Work instruction
Search through the entries for the word "SpinPacer" and copy every line that has it.

Entries supplied
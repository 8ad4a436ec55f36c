//! 舵机自检
//!
//! 单个通道以 1 度步进扫过 0 → +35 → -35 → 0，每步间隔 10ms。

use crate::category::parse_channel;
use crate::session::SimBin;
use anyhow::{Context, Result};
use clap::Args;
use smartbin_hal::{ChannelId, Pacer, SpinPacer};
use smartbin_motion::CancelToken;
use std::time::Duration;

/// 默认扫动幅度（度）
const SWEEP_EXTENT: i32 = 35;

/// 每步间隔
const SWEEP_STEP_DELAY: Duration = Duration::from_millis(10);

/// 自检命令参数
#[derive(Args, Debug)]
pub struct SweepCommand {
    /// 通道（0-3 或 p0-p3）
    #[arg(value_parser = parse_channel)]
    pub channel: ChannelId,

    /// 扫动幅度（度）
    #[arg(long, default_value_t = SWEEP_EXTENT)]
    pub extent: i32,
}

/// 扫动角度序列：0 → +extent → -extent → 0
pub fn sweep_angles(extent: i32) -> Vec<i32> {
    let extent = extent.abs();
    (0..=extent)
        .chain((-extent..extent).rev())
        .chain(-extent + 1..=0)
        .collect()
}

impl SweepCommand {
    pub fn execute(&self, bin: &mut SimBin, token: &CancelToken) -> Result<()> {
        self.run(bin, token, &mut SpinPacer::new())
    }

    fn run(&self, bin: &mut SimBin, token: &CancelToken, pacer: &mut dyn Pacer) -> Result<()> {
        println!("🔄 {} 自检: 0 → {} → {} → 0", self.channel, self.extent.abs(), -self.extent.abs());

        for angle in sweep_angles(self.extent) {
            if token.is_cancelled() {
                println!("⚠️ 自检被中断，归零...");
                token.reset();
                bin.reset().context("归零失败")?;
                return Ok(());
            }
            bin.set_channel_angle(self.channel, angle as f64)
                .with_context(|| format!("{} 转到 {} 失败", self.channel, angle))?;
            pacer.pause(SWEEP_STEP_DELAY);
        }

        println!("✅ 自检完成");
        Ok(())
    }
}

Reply
use smartbin_hal::{ChannelId, Pacer, SpinPacer};
        self.run(bin, token, &mut SpinPacer::new())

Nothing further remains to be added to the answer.